**STUDY MATERIAL:**
*****

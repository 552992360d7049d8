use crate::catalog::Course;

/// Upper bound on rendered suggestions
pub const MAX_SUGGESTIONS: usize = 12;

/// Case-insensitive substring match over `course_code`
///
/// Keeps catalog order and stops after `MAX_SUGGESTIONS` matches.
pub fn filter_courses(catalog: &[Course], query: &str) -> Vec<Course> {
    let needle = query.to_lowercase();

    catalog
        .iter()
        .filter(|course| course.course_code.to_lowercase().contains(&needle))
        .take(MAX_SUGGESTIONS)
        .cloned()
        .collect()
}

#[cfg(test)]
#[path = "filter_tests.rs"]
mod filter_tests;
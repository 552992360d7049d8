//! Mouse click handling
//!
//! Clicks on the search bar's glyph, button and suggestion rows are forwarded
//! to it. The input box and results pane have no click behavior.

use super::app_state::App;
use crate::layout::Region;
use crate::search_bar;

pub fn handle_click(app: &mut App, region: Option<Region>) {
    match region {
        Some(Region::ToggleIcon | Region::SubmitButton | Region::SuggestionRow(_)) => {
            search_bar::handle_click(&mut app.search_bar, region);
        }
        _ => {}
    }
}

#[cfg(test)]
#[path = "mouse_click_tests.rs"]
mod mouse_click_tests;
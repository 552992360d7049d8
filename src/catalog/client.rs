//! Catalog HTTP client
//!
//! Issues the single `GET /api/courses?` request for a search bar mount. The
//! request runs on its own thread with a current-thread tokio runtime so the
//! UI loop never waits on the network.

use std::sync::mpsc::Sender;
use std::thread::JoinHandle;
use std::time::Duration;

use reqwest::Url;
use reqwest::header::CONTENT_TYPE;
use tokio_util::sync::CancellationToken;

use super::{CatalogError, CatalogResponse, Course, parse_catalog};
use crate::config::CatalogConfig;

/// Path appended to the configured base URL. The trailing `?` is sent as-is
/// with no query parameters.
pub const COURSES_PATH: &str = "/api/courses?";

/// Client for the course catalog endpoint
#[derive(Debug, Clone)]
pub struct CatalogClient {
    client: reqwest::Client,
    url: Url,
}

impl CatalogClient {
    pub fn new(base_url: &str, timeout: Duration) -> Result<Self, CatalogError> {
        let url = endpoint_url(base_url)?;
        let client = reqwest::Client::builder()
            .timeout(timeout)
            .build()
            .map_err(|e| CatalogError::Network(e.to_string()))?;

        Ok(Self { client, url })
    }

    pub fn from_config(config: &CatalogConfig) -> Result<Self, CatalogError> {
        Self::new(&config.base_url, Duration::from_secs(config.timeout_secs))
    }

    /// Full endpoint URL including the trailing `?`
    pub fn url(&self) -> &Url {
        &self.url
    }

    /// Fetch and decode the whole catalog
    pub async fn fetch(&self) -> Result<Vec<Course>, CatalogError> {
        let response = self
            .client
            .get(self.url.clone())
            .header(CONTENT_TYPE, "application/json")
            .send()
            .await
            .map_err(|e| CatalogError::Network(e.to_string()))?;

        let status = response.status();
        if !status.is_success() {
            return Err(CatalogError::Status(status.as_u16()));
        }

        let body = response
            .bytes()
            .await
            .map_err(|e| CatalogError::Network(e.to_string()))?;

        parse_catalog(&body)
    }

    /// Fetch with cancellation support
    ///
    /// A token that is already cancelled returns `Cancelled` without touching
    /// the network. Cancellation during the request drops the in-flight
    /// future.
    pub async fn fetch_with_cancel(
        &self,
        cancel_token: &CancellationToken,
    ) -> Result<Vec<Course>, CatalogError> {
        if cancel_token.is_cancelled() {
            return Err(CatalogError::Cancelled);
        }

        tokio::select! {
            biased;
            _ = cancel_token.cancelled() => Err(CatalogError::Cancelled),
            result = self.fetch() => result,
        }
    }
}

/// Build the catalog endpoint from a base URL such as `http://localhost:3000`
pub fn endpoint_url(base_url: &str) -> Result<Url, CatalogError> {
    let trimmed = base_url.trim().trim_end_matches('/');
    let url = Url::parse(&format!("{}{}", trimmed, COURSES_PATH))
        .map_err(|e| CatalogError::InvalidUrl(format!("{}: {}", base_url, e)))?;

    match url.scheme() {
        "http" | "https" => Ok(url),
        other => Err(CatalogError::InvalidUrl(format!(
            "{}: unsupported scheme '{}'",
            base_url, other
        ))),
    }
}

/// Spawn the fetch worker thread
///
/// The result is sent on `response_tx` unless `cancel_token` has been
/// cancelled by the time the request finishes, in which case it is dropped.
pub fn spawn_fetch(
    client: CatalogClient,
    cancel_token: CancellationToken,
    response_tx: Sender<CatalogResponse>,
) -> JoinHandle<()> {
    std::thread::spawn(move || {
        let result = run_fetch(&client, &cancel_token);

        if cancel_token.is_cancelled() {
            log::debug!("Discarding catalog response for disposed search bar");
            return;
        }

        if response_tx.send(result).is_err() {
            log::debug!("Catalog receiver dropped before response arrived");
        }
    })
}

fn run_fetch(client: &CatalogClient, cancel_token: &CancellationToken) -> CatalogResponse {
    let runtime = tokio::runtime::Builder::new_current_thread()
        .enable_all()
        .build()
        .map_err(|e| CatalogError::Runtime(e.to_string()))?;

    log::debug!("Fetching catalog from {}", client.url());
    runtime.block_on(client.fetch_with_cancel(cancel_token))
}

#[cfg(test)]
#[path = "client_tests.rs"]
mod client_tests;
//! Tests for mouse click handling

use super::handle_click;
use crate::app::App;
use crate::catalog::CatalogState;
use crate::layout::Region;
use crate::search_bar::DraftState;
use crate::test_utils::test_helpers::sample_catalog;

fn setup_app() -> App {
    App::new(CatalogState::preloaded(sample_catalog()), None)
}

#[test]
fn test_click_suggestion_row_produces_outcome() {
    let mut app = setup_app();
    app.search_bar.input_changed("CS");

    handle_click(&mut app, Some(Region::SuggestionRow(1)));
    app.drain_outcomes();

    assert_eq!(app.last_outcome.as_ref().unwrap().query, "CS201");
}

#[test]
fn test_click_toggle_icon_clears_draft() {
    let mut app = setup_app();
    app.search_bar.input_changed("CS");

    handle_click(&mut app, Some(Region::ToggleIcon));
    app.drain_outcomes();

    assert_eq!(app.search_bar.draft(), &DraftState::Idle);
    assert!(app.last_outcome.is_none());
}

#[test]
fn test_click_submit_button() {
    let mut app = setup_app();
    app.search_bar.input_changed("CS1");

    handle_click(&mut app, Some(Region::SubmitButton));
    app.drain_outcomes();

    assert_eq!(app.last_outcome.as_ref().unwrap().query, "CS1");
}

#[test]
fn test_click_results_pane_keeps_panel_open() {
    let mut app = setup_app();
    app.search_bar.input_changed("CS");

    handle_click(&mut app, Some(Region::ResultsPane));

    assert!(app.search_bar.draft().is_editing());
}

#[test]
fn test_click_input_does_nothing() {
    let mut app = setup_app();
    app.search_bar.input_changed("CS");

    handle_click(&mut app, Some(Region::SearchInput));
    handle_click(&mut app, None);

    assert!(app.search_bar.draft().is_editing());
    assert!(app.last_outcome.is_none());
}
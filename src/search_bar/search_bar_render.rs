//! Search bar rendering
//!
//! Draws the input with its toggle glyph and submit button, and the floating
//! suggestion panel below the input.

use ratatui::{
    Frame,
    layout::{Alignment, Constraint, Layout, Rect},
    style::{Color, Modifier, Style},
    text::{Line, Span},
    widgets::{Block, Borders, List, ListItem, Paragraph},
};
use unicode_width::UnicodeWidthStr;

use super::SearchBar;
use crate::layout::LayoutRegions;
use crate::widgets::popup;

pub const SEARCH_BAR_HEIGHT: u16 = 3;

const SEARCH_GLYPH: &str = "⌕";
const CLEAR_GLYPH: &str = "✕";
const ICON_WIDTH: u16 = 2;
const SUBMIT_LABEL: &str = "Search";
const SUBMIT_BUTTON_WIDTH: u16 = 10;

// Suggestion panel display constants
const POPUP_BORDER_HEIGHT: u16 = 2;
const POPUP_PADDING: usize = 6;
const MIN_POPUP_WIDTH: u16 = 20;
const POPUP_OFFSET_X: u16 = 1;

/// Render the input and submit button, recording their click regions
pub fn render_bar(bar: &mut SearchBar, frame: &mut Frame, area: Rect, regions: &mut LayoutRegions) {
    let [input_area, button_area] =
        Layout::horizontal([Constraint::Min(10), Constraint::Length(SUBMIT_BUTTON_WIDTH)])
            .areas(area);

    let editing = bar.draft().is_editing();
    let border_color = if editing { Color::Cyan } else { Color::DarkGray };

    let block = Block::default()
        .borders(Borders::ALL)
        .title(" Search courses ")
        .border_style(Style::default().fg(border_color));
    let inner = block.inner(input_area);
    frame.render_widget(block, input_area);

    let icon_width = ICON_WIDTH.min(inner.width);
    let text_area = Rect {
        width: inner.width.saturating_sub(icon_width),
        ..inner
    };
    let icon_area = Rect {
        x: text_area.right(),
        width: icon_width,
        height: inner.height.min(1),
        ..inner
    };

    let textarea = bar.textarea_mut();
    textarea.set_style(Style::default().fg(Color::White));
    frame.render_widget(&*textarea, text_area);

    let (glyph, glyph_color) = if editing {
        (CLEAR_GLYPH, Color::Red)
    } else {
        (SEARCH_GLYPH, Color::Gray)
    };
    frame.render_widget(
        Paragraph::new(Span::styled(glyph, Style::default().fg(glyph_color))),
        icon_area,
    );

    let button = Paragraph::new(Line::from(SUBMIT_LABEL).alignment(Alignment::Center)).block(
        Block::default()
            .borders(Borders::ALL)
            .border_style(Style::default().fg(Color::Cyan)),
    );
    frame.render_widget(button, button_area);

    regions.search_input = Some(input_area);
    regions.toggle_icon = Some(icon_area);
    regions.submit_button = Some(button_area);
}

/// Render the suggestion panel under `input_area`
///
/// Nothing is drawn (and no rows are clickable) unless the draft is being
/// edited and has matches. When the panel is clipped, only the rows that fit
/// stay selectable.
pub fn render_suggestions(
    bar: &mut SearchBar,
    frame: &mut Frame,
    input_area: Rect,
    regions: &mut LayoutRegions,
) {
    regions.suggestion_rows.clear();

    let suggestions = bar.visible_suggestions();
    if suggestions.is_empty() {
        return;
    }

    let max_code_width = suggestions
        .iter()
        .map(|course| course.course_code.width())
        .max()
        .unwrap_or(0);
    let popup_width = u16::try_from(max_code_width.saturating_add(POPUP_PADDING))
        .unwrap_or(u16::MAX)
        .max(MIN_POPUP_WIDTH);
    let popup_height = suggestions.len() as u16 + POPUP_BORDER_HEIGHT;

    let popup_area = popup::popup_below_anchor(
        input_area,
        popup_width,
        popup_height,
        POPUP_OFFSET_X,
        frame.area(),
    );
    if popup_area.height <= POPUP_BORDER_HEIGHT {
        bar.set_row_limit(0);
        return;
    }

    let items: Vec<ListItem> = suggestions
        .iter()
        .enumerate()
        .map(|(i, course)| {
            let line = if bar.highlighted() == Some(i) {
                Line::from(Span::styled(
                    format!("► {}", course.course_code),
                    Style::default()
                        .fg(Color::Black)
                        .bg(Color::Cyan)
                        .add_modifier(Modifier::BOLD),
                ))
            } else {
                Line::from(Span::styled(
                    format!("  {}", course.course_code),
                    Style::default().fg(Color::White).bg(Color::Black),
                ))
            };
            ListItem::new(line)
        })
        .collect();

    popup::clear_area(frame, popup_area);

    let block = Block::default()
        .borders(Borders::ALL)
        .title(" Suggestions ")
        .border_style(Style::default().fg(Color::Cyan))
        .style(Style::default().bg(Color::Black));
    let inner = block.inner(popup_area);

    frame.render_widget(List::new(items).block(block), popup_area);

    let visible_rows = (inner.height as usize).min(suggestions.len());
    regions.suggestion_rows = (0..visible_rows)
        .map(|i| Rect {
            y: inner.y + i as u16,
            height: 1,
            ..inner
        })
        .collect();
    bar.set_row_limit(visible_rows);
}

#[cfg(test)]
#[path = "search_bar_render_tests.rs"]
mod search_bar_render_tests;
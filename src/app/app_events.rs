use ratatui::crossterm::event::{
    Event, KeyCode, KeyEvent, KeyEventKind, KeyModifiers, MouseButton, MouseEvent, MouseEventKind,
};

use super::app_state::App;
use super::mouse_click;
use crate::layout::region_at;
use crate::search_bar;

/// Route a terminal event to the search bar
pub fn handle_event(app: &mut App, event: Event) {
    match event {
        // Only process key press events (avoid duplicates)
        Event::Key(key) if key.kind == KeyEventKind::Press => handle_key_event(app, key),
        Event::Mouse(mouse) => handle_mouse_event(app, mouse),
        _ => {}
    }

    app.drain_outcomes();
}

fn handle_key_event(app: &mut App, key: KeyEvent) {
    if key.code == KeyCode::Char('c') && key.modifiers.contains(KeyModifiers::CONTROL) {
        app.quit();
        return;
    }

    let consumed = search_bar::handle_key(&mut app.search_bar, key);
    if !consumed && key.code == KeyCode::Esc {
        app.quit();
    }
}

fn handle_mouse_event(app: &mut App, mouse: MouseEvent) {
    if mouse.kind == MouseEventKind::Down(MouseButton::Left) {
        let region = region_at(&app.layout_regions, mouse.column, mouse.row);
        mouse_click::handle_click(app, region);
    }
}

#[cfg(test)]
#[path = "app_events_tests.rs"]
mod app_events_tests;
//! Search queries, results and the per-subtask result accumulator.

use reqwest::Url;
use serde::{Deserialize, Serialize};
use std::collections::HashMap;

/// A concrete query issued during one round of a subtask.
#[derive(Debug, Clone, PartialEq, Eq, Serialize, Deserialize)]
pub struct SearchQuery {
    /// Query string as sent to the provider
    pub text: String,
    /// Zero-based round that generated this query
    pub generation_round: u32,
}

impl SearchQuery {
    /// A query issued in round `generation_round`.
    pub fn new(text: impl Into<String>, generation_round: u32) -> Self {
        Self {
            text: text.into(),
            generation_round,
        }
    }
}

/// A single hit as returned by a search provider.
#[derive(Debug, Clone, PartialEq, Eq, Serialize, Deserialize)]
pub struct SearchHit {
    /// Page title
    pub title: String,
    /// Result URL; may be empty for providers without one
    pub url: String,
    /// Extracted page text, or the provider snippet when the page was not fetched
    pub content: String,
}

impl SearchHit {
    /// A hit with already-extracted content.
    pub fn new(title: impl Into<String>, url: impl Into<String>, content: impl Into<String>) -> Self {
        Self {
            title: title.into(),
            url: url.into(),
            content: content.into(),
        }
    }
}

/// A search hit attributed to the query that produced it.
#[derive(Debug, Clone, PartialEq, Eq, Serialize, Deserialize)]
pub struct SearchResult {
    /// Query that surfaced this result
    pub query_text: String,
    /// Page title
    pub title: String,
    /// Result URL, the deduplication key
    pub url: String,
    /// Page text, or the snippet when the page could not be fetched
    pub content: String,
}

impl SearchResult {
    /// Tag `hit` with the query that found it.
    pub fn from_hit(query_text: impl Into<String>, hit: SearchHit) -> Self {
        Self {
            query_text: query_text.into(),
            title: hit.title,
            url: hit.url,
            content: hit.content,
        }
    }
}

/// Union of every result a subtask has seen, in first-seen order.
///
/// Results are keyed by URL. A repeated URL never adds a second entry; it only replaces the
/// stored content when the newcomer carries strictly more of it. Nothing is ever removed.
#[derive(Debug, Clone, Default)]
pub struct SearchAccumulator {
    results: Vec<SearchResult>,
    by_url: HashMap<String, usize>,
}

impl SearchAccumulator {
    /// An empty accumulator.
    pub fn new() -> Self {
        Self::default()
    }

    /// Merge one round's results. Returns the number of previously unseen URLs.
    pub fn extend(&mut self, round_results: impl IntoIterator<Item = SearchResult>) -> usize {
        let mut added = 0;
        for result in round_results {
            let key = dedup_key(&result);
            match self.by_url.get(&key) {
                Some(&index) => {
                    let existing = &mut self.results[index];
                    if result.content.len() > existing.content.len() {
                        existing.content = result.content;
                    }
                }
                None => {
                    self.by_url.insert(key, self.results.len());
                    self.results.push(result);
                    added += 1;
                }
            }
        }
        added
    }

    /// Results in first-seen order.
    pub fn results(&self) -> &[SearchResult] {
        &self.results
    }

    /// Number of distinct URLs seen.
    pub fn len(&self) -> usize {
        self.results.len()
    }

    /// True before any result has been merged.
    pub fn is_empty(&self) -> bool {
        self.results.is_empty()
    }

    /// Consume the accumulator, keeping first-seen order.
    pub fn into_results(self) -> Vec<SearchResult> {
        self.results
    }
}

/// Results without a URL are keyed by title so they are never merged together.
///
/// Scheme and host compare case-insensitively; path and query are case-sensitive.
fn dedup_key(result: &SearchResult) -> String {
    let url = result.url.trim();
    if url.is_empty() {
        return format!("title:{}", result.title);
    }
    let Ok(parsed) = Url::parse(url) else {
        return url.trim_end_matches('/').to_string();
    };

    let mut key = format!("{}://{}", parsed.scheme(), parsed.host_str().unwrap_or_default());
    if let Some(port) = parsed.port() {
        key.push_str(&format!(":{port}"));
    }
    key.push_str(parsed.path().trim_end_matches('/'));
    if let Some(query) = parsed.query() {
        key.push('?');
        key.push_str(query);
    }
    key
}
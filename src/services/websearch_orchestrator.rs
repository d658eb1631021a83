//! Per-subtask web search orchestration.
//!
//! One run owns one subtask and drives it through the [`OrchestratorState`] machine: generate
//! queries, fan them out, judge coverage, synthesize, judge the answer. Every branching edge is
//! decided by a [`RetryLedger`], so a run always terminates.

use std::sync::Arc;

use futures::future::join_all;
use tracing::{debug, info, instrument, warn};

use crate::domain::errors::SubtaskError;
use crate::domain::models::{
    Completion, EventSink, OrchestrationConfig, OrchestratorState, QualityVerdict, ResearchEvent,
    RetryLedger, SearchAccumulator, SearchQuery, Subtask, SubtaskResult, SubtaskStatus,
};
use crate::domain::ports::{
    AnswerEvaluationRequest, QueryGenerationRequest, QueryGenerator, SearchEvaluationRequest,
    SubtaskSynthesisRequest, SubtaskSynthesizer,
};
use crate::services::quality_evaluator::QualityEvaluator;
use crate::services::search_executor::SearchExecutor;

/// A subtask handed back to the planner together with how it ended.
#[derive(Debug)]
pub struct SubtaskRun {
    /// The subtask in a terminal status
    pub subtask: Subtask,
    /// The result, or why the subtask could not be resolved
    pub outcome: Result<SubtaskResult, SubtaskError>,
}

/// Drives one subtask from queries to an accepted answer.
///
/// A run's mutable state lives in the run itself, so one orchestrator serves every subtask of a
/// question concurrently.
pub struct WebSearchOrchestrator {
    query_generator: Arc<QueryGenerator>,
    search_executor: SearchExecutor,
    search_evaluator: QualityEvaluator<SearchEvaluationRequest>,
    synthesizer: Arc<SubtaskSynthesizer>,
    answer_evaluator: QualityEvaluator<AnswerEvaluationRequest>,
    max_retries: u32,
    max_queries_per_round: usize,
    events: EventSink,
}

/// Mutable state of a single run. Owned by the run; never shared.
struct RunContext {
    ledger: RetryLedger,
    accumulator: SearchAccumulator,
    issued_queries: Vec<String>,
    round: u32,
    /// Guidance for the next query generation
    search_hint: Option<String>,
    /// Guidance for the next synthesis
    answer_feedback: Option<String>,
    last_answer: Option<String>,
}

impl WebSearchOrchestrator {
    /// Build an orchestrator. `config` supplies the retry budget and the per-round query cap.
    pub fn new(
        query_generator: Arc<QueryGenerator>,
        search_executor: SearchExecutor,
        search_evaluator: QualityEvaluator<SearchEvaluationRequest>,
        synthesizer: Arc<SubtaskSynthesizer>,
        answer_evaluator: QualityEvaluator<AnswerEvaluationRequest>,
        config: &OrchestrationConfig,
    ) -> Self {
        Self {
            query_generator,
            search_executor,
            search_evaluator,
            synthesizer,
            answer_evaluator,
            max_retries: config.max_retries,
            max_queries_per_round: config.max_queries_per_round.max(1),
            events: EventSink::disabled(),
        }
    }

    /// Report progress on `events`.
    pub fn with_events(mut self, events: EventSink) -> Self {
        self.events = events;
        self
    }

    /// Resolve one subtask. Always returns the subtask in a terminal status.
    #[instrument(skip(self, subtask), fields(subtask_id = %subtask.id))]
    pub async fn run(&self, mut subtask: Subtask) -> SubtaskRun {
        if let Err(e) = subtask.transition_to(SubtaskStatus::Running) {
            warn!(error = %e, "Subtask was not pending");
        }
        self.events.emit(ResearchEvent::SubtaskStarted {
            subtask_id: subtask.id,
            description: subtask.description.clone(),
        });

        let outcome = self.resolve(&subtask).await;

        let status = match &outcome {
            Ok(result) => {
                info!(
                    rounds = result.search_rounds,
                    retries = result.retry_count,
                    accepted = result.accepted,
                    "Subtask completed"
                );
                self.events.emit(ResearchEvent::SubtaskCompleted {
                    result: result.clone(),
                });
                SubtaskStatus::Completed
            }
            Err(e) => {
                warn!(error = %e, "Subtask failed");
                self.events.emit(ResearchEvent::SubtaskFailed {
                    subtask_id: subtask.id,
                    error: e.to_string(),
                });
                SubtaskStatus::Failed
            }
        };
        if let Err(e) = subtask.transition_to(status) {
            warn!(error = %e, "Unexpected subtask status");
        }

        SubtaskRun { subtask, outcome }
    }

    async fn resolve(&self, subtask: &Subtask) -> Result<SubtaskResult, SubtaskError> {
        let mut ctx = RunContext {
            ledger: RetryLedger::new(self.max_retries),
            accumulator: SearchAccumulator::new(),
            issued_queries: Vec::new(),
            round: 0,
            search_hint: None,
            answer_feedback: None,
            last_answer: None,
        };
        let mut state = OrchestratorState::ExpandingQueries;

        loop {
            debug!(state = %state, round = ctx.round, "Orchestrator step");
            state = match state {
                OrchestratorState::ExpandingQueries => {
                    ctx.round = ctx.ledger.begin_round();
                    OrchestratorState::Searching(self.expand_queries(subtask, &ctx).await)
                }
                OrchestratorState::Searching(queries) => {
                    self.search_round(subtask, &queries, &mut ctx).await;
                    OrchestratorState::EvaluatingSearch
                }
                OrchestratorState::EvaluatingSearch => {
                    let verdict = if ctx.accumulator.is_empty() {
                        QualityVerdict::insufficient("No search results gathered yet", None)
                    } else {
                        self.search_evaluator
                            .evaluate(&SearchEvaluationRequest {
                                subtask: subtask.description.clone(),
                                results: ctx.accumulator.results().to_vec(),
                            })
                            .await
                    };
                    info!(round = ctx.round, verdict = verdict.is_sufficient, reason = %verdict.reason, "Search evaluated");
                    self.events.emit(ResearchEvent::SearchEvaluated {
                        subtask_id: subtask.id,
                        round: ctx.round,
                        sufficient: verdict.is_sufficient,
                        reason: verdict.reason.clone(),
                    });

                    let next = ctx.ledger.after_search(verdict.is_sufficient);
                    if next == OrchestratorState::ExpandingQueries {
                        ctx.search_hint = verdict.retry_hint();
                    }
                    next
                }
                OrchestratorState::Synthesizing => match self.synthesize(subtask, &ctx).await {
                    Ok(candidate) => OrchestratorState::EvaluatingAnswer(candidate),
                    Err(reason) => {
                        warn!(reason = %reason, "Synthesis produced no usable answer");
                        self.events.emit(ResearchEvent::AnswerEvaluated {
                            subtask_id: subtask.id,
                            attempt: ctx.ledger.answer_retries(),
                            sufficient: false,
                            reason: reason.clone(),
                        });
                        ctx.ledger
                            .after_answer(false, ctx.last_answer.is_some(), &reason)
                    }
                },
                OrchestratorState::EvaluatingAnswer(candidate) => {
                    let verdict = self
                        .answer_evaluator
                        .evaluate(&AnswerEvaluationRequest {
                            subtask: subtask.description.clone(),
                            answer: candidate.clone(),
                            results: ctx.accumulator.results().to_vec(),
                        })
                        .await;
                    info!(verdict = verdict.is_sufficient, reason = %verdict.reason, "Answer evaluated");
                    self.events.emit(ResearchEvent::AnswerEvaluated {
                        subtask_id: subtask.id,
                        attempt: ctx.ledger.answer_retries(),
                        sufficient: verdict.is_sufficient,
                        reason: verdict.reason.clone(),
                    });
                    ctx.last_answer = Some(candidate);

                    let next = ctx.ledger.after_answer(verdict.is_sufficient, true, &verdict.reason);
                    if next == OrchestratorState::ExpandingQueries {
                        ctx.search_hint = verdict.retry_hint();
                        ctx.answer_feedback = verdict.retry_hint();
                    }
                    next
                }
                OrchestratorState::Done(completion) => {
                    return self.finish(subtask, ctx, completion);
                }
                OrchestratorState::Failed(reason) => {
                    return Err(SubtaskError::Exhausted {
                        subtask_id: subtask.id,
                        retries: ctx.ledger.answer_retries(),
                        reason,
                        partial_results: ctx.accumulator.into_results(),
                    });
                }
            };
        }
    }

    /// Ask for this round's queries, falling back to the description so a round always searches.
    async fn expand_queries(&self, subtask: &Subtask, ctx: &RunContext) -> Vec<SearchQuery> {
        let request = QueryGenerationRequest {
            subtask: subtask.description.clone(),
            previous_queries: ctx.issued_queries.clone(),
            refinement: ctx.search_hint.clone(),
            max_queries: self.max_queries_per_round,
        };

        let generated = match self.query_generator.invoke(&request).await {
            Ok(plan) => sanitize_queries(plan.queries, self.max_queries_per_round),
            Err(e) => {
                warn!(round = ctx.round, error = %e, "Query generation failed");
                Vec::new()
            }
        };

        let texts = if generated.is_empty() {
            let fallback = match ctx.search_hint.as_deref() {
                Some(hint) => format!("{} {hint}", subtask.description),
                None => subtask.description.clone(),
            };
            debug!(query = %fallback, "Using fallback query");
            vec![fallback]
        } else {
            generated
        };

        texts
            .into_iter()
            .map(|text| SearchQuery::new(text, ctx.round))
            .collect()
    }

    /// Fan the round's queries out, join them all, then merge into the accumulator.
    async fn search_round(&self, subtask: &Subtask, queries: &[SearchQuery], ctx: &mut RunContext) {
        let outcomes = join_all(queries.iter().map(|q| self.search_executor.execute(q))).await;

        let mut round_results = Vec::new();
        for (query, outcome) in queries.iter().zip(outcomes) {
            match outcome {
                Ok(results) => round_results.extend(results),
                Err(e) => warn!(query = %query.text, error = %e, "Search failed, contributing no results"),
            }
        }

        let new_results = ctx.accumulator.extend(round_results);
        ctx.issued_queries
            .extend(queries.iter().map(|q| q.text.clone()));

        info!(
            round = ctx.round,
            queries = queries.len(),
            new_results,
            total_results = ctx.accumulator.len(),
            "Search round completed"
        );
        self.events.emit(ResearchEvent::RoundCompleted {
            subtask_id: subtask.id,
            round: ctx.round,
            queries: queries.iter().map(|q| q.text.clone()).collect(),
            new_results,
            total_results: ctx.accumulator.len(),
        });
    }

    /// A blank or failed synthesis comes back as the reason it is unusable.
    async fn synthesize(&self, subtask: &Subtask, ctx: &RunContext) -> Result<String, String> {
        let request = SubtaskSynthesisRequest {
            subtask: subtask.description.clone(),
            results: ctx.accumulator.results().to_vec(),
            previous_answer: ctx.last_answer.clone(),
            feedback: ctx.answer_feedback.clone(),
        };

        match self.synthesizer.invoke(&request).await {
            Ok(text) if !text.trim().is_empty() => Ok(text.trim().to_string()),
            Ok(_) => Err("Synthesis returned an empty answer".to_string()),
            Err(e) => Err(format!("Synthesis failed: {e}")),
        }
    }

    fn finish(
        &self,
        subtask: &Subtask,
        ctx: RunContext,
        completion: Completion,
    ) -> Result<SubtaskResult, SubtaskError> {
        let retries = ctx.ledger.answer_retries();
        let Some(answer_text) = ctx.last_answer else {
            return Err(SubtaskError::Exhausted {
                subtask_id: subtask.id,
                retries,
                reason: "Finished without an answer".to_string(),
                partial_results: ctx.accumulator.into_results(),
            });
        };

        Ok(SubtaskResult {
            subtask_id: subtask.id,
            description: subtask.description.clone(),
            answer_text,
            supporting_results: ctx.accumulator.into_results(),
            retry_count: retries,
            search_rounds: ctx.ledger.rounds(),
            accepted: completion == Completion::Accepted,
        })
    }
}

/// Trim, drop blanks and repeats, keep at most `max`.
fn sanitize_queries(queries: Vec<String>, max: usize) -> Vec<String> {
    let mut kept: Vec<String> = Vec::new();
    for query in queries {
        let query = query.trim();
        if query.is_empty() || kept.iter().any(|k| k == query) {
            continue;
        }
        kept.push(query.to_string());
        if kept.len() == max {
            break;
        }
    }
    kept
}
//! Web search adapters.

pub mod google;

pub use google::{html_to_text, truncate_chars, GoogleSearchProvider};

*****

**PROBLEM STATEMENT:**
Your answer should be each line from the entries that includes the string "OrchestrationConfig".

**SOLUTION FOR THIS PROBLEM:**
    Completion, EventSink, OrchestrationConfig, OrchestratorState, QualityVerdict, ResearchEvent,
        config: &OrchestrationConfig,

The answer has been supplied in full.